Torii le espiaba en secreto. Y había decidido libertarlo a no ser que algo se pusiera en contra… de aquí a un tiempo, quizá, pero el esclavo era una mina de oro, uno de los dos campeones que rivalizaban en arte, matanza y carácter, y se le podía destinar a más usos de los que el bárbaro de 17 años ignoraba.
Algo que no tardaría demasiado en descubrir Kerish por sí mismo.


Amores prohibidos (VII)

El Khan entrecerró los ojos, mirándole con detenimiento.

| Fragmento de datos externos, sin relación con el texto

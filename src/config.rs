//! Command line / environment configuration.
//!
//! Every flag can also be supplied through an environment variable so the
//! binary runs unchanged from a cron job or a CI schedule. The parsed [`Cli`]
//! is validated once into an immutable [`Config`] which is then passed by
//! reference to every component.

use std::fmt;
use std::path::PathBuf;
use std::time::Duration;

use clap::{Parser, ValueEnum};
use url::Url;

use crate::error::ConfigError;
use crate::notify::DEFAULT_CAP;
use crate::pool::DEFAULT_WIDTH;
use crate::types::PageNumber;

pub const PAGE_PLACEHOLDER: &str = "{page}";
pub const ID_PLACEHOLDER: &str = "{id}";

const DEFAULT_LISTING_URL: &str =
    "https://prisync.me/admin/fetchField/siteList/Site_page/{page}/Site_sort/id.desc";
const DEFAULT_DETAIL_URL: &str = "https://prisync.me/admin/fetchField/site?site_id={id}";

#[derive(ValueEnum, Clone, Copy, Debug, PartialEq, Eq)]
pub enum StoreKind {
    /// Local CSV file
    Csv,
    /// Google Sheets worksheet
    Sheets,
}

#[derive(ValueEnum, Clone, Copy, Debug, PartialEq, Eq)]
pub enum MergeMode {
    /// Append new rows after existing ones, oldest id first
    Append,
    /// Rewrite the whole table, newest id first
    Overwrite,
}

#[derive(Parser, Debug, Clone)]
#[command(
    name = "fieldwatch",
    about = "Scrape the fetch-field listing and report sites without a seller"
)]
pub struct Cli {
    /// Raw session cookie string (`k=v; k2=v2`) for the admin listing
    #[arg(long, env = "PRISYNC_COOKIE", default_value = "", hide_env_values = true)]
    pub cookie: String,

    /// Listing url, `{page}` is replaced with the page number
    #[arg(long, env = "FIELDWATCH_LISTING_URL", default_value = DEFAULT_LISTING_URL)]
    pub listing_url: String,

    /// Detail link template, `{id}` is replaced with the canonical site id
    #[arg(long, env = "FIELDWATCH_DETAIL_URL", default_value = DEFAULT_DETAIL_URL)]
    pub detail_url: String,

    /// First listing page (inclusive)
    #[arg(long, env = "FIELDWATCH_START_PAGE", default_value_t = 1)]
    pub start_page: PageNumber,

    /// Last listing page (inclusive)
    #[arg(long, env = "FIELDWATCH_END_PAGE", default_value_t = 92)]
    pub end_page: PageNumber,

    /// Number of concurrent page workers
    #[arg(long, env = "FIELDWATCH_CONCURRENCY", default_value_t = DEFAULT_WIDTH)]
    pub concurrency: usize,

    /// Per-request timeout in seconds
    #[arg(long, env = "FIELDWATCH_TIMEOUT_SECS", default_value_t = 30)]
    pub timeout_secs: u64,

    /// Where known site ids are persisted
    #[arg(long, env = "FIELDWATCH_STORE", value_enum, default_value_t = StoreKind::Csv)]
    pub store: StoreKind,

    /// How new rows are merged into the store
    #[arg(long, env = "FIELDWATCH_MERGE", value_enum, default_value_t = MergeMode::Append)]
    pub merge: MergeMode,

    /// CSV file used by the csv store
    #[arg(long, env = "FIELDWATCH_CSV_PATH", default_value = "known_sites.csv")]
    pub csv_path: PathBuf,

    /// Spreadsheet id used by the sheets store
    #[arg(long, env = "FIELDWATCH_SPREADSHEET_ID")]
    pub spreadsheet_id: Option<String>,

    /// Worksheet title used by the sheets store
    #[arg(long, env = "FIELDWATCH_SHEET_NAME", default_value = "Sheet1")]
    pub sheet_name: String,

    /// Numeric worksheet id (gid) used for header insertion
    #[arg(long, env = "FIELDWATCH_SHEET_GID", default_value_t = 0)]
    pub sheet_gid: i64,

    /// OAuth access token for the sheets store
    #[arg(long, env = "GOOGLE_ACCESS_TOKEN", hide_env_values = true)]
    pub google_access_token: Option<String>,

    /// Incoming webhook that receives the summary; notifications are skipped when unset
    #[arg(long, env = "SLACK_WEBHOOK", hide_env_values = true)]
    pub webhook: Option<String>,

    /// Maximum number of sites listed in one notification
    #[arg(long, env = "FIELDWATCH_NOTIFY_CAP", default_value_t = DEFAULT_CAP)]
    pub notify_cap: usize,
}

/// String that never shows up in `Debug` output.
#[derive(Clone, PartialEq, Eq)]
pub struct Secret(String);

impl Secret {
    pub fn new(value: impl Into<String>) -> Self {
        Self(value.into())
    }

    pub fn expose(&self) -> &str {
        &self.0
    }
}

impl fmt::Debug for Secret {
    fn fmt(&self, f: &mut fmt::Formatter<'_>) -> fmt::Result {
        f.write_str("Secret(***)")
    }
}

#[derive(Debug, Clone, PartialEq, Eq)]
pub enum StoreSettings {
    Csv {
        path: PathBuf,
    },
    Sheets {
        spreadsheet_id: String,
        sheet_name: String,
        sheet_gid: i64,
        access_token: Secret,
    },
}

#[derive(Debug, Clone)]
pub struct Config {
    pub cookie: Secret,
    pub listing_url: String,
    pub detail_url: String,
    pub start_page: PageNumber,
    pub end_page: PageNumber,
    pub concurrency: usize,
    pub timeout: Duration,
    pub store: StoreSettings,
    pub merge: MergeMode,
    pub webhook: Option<Url>,
    pub notify_cap: usize,
}

impl Config {
    pub fn from_cli(cli: Cli) -> Result<Self, ConfigError> {
        if cli.start_page > cli.end_page {
            return Err(ConfigError::EmptyPageRange {
                start: cli.start_page,
                end: cli.end_page,
            });
        }
        if cli.concurrency == 0 {
            return Err(ConfigError::ZeroConcurrency);
        }
        check_template("listing url", &cli.listing_url, PAGE_PLACEHOLDER)?;
        check_template("detail url", &cli.detail_url, ID_PLACEHOLDER)?;

        let store = match cli.store {
            StoreKind::Csv => StoreSettings::Csv { path: cli.csv_path },
            StoreKind::Sheets => StoreSettings::Sheets {
                spreadsheet_id: non_empty(cli.spreadsheet_id)
                    .ok_or(ConfigError::MissingSetting("spreadsheet id"))?,
                sheet_name: cli.sheet_name,
                sheet_gid: cli.sheet_gid,
                access_token: non_empty(cli.google_access_token)
                    .map(Secret::new)
                    .ok_or(ConfigError::MissingSetting("google access token"))?,
            },
        };

        let webhook = non_empty(cli.webhook)
            .map(|raw| {
                Url::parse(&raw).map_err(|e| ConfigError::InvalidUrl {
                    name: "webhook",
                    reason: e.to_string(),
                })
            })
            .transpose()?;

        Ok(Self {
            cookie: Secret::new(cli.cookie),
            listing_url: cli.listing_url,
            detail_url: cli.detail_url,
            start_page: cli.start_page,
            end_page: cli.end_page,
            concurrency: cli.concurrency,
            timeout: Duration::from_secs(cli.timeout_secs.max(1)),
            store,
            merge: cli.merge,
            webhook,
            notify_cap: cli.notify_cap,
        })
    }

    pub fn pages(&self) -> std::ops::RangeInclusive<PageNumber> {
        self.start_page..=self.end_page
    }
}

pub fn page_url(template: &str, page: PageNumber) -> String {
    template.replace(PAGE_PLACEHOLDER, &page.to_string())
}

pub fn detail_link(template: &str, canonical_id: &str) -> String {
    template.replace(ID_PLACEHOLDER, canonical_id)
}

fn check_template(
    name: &'static str,
    template: &str,
    placeholder: &'static str,
) -> Result<(), ConfigError> {
    if !template.contains(placeholder) {
        return Err(ConfigError::MissingPlaceholder { name, placeholder });
    }
    Url::parse(&template.replace(placeholder, "1")).map_err(|e| ConfigError::InvalidUrl {
        name,
        reason: e.to_string(),
    })?;
    Ok(())
}

fn non_empty(value: Option<String>) -> Option<String> {
    value
        .map(|v| v.trim().to_string())
        .filter(|v| !v.is_empty())
}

La lucha le había cerrado las puertas a sus recuerdos y emociones. Era un guerrero sin oficio ni beneficio que hablaba como un autómata de sí mismo, conteniendo un ardor virtuoso que le costaría la muerte mostrar; no se le consideraba tan persona sin embargo. Una cosa que vivía para luchar.
—Kerish, quisiera que me hablases más de Kymeria o cualsea su nombre… debe ser un lugar tétrico. Por lo que he oído por ahí, no tenéis sol—.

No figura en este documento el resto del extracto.